> **TASK DESCRIPTION**: Every entry, from first to last, is to be retyped without any alteration.

SOURCE DATA: Begin

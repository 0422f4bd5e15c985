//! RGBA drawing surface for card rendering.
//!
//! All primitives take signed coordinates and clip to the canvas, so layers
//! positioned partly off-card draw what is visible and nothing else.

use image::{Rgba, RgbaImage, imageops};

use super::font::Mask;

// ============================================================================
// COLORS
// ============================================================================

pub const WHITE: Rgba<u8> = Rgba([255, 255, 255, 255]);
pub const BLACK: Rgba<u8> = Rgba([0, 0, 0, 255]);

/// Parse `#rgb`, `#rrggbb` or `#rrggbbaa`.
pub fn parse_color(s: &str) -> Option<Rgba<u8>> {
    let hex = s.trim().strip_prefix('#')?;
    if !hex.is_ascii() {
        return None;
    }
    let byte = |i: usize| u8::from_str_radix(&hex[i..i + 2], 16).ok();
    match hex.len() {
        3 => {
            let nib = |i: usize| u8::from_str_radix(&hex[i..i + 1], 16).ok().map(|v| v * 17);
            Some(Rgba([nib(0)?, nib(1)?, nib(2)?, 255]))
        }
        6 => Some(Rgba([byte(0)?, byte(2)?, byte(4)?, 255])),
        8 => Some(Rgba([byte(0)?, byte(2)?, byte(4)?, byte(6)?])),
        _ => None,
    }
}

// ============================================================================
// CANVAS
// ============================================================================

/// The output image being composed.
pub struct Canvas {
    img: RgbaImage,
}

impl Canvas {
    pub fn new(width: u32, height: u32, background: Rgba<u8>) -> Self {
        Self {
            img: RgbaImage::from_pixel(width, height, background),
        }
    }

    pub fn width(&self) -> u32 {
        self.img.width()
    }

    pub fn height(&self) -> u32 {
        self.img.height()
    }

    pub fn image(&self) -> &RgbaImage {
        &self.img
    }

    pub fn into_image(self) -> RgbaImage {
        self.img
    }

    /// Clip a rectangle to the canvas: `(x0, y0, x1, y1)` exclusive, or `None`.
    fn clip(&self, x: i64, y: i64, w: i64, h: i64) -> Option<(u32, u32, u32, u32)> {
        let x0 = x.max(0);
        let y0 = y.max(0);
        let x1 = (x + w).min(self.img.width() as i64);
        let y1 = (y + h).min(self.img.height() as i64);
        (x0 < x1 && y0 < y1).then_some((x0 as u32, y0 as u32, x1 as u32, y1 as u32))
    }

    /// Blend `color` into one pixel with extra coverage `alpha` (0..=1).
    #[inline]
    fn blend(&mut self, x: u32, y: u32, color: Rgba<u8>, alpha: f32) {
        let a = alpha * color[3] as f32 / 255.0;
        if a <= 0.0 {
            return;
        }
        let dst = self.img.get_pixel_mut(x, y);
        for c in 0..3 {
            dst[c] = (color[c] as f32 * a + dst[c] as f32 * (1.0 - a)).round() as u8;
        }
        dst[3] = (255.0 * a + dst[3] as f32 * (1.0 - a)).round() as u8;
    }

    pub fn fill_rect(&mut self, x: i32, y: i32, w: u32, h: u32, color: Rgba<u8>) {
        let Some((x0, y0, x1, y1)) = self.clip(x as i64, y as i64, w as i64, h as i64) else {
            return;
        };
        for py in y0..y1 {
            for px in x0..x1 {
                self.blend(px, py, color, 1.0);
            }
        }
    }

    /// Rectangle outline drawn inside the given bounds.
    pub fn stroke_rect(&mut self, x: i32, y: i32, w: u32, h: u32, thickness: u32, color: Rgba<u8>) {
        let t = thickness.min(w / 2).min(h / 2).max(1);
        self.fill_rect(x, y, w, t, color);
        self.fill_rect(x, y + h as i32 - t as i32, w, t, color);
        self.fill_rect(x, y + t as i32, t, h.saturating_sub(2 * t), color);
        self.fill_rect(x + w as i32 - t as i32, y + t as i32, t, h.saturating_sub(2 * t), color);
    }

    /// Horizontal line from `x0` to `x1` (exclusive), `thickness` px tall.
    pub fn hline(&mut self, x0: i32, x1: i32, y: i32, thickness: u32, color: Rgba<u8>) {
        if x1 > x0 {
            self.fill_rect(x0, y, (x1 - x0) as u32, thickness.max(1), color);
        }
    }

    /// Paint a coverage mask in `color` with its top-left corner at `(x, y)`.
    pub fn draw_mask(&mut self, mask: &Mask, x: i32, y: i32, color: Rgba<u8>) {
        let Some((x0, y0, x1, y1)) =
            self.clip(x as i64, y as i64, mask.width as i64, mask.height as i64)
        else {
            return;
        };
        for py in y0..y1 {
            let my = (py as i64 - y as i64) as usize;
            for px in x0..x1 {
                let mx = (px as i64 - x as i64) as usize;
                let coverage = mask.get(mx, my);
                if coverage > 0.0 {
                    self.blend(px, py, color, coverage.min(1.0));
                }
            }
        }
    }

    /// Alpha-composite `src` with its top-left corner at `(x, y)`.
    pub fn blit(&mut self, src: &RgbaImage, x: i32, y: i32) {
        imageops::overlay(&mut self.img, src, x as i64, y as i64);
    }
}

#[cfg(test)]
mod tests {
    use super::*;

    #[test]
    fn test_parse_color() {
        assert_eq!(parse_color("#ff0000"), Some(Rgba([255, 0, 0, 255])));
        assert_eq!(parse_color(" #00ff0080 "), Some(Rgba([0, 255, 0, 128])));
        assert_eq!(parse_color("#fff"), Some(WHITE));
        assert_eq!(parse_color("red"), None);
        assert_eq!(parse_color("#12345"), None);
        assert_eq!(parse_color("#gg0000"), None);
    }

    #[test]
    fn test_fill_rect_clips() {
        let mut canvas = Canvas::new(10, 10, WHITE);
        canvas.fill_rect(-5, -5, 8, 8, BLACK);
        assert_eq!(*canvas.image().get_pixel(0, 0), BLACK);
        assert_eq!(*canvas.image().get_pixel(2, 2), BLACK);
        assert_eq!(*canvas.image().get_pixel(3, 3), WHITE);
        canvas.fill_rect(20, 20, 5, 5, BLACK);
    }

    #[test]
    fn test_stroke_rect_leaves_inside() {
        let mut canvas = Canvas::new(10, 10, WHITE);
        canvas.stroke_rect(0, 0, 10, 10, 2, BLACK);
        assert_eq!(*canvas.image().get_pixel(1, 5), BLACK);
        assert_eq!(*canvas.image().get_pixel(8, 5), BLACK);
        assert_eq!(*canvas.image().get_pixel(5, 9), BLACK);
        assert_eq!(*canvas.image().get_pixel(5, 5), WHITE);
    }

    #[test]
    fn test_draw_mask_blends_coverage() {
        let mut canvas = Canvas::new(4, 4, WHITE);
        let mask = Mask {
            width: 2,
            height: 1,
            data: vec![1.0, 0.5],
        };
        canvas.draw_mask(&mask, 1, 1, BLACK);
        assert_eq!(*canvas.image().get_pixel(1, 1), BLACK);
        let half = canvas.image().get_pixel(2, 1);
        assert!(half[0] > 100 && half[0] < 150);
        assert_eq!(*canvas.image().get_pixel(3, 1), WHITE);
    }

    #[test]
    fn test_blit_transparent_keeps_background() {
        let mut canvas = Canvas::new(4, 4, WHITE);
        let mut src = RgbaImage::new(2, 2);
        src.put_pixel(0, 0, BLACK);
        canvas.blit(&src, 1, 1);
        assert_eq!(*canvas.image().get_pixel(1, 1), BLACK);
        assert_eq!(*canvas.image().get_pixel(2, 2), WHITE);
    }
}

SOURCE DATA: End

> **RESPONSE**:
repository 0422f4bd5e15c985
//! RGBA drawing surface for card rendering.
//!
//! All primitives take signed coordinates and clip to the canvas, so layers
//! positioned partly off-card draw what is visible and nothing else.

use image::{Rgba, RgbaImage, imageops};

use super::font::Mask;

// ============================================================================
// COLORS
// ============================================================================

pub const WHITE: Rgba<u8> = Rgba([255, 255, 255, 255]);
pub const BLACK: Rgba<u8> = Rgba([0, 0, 0, 255]);

/// Parse `#rgb`, `#rrggbb` or `#rrggbbaa`.
pub fn parse_color(s: &str) -> Option<Rgba<u8>> {
    let hex = s.trim().strip_prefix('#')?;
    if !hex.is_ascii() {
        return None;
    }
    let byte = |i: usize| u8::from_str_radix(&hex[i..i + 2], 16).ok();
    match hex.len() {
        3 => {
            let nib = |i: usize| u8::from_str_radix(&hex[i..i + 1], 16).ok().map(|v| v * 17);
            Some(Rgba([nib(0)?, nib(1)?, nib(2)?, 255]))
        }
        6 => Some(Rgba([byte(0)?, byte(2)?, byte(4)?, 255])),
        8 => Some(Rgba([byte(0)?, byte(2)?, byte(4)?, byte(6)?])),
        _ => None,
    }
}

// ============================================================================
// CANVAS
// ============================================================================

/// The output image being composed.
pub struct Canvas {
    img: RgbaImage,
}

impl Canvas {
    pub fn new(width: u32, height: u32, background: Rgba<u8>) -> Self {
        Self {
            img: RgbaImage::from_pixel(width, height, background),
        }
    }

    pub fn width(&self) -> u32 {
        self.img.width()
    }

    pub fn height(&self) -> u32 {
        self.img.height()
    }

    pub fn image(&self) -> &RgbaImage {
        &self.img
    }

    pub fn into_image(self) -> RgbaImage {
        self.img
    }

    /// Clip a rectangle to the canvas: `(x0, y0, x1, y1)` exclusive, or `None`.
    fn clip(&self, x: i64, y: i64, w: i64, h: i64) -> Option<(u32, u32, u32, u32)> {
        let x0 = x.max(0);
        let y0 = y.max(0);
        let x1 = (x + w).min(self.img.width() as i64);
        let y1 = (y + h).min(self.img.height() as i64);
        (x0 < x1 && y0 < y1).then_some((x0 as u32, y0 as u32, x1 as u32, y1 as u32))
    }

    /// Blend `color` into one pixel with extra coverage `alpha` (0..=1).
    #[inline]
    fn blend(&mut self, x: u32, y: u32, color: Rgba<u8>, alpha: f32) {
        let a = alpha * color[3] as f32 / 255.0;
        if a <= 0.0 {
            return;
        }
        let dst = self.img.get_pixel_mut(x, y);
        for c in 0..3 {
            dst[c] = (color[c] as f32 * a + dst[c] as f32 * (1.0 - a)).round() as u8;
        }
        dst[3] = (255.0 * a + dst[3] as f32 * (1.0 - a)).round() as u8;
    }

    pub fn fill_rect(&mut self, x: i32, y: i32, w: u32, h: u32, color: Rgba<u8>) {
        let Some((x0, y0, x1, y1)) = self.clip(x as i64, y as i64, w as i64, h as i64) else {
            return;
        };
        for py in y0..y1 {
            for px in x0..x1 {
                self.blend(px, py, color, 1.0);
            }
        }
    }

    /// Rectangle outline drawn inside the given bounds.
    pub fn stroke_rect(&mut self, x: i32, y: i32, w: u32, h: u32, thickness: u32, color: Rgba<u8>) {
        let t = thickness.min(w / 2).min(h / 2).max(1);
        self.fill_rect(x, y, w, t, color);
        self.fill_rect(x, y + h as i32 - t as i32, w, t, color);
        self.fill_rect(x, y + t as i32, t, h.saturating_sub(2 * t), color);
        self.fill_rect(x + w as i32 - t as i32, y + t as i32, t, h.saturating_sub(2 * t), color);
    }

    /// Horizontal line from `x0` to `x1` (exclusive), `thickness` px tall.
    pub fn hline(&mut self, x0: i32, x1: i32, y: i32, thickness: u32, color: Rgba<u8>) {
        if x1 > x0 {
            self.fill_rect(x0, y, (x1 - x0) as u32, thickness.max(1), color);
        }
    }

    /// Paint a coverage mask in `color` with its top-left corner at `(x, y)`.
    pub fn draw_mask(&mut self, mask: &Mask, x: i32, y: i32, color: Rgba<u8>) {
        let Some((x0, y0, x1, y1)) =
            self.clip(x as i64, y as i64, mask.width as i64, mask.height as i64)
        else {
            return;
        };
        for py in y0..y1 {
            let my = (py as i64 - y as i64) as usize;
            for px in x0..x1 {
                let mx = (px as i64 - x as i64) as usize;
                let coverage = mask.get(mx, my);
                if coverage > 0.0 {
                    self.blend(px, py, color, coverage.min(1.0));
                }
            }
        }
    }

    /// Alpha-composite `src` with its top-left corner at `(x, y)`.
    pub fn blit(&mut self, src: &RgbaImage, x: i32, y: i32) {
        imageops::overlay(&mut self.img, src, x as i64, y as i64);
    }
}

#[cfg(test)]
mod tests {
    use super::*;

    #[test]
    fn test_parse_color() {
        assert_eq!(parse_color("#ff0000"), Some(Rgba([255, 0, 0, 255])));
        assert_eq!(parse_color(" #00ff0080 "), Some(Rgba([0, 255, 0, 128])));
        assert_eq!(parse_color("#fff"), Some(WHITE));
        assert_eq!(parse_color("red"), None);
        assert_eq!(parse_color("#12345"), None);
        assert_eq!(parse_color("#gg0000"), None);
    }

    #[test]
    fn test_fill_rect_clips() {
        let mut canvas = Canvas::new(10, 10, WHITE);
        canvas.fill_rect(-5, -5, 8, 8, BLACK);
        assert_eq!(*canvas.image().get_pixel(0, 0), BLACK);
        assert_eq!(*canvas.image().get_pixel(2, 2), BLACK);
        assert_eq!(*canvas.image().get_pixel(3, 3), WHITE);
        canvas.fill_rect(20, 20, 5, 5, BLACK);
    }

    #[test]
    fn test_stroke_rect_leaves_inside() {
        let mut canvas = Canvas::new(10, 10, WHITE);
        canvas.stroke_rect(0, 0, 10, 10, 2, BLACK);
        assert_eq!(*canvas.image().get_pixel(1, 5), BLACK);
        assert_eq!(*canvas.image().get_pixel(8, 5), BLACK);
        assert_eq!(*canvas.image().get_pixel(5, 9), BLACK);
        assert_eq!(*canvas.image().get_pixel(5, 5), WHITE);
    }

    #[test]
    fn test_draw_mask_blends_coverage() {
        let mut canvas = Canvas::new(4, 4, WHITE);
        let mask = Mask {
            width: 2,
            height: 1,
            data: vec![1.0, 0.5],
        };
        canvas.draw_mask(&mask, 1, 1, BLACK);
        assert_eq!(*canvas.image().get_pixel(1, 1), BLACK);
        let half = canvas.image().get_pixel(2, 1);
        assert!(half[0] > 100 && half[0] < 150);
        assert_eq!(*canvas.image().get_pixel(3, 1), WHITE);
    }

    #[test]
    fn test_blit_transparent_keeps_background() {
        let mut canvas = Canvas::new(4, 4, WHITE);
        let mut src = RgbaImage::new(2, 2);
        src.put_pixel(0, 0, BLACK);
        canvas.blit(&src, 1, 1);
        assert_eq!(*canvas.image().get_pixel(1, 1), BLACK);
        assert_eq!(*canvas.image().get_pixel(2, 2), WHITE);
    }
}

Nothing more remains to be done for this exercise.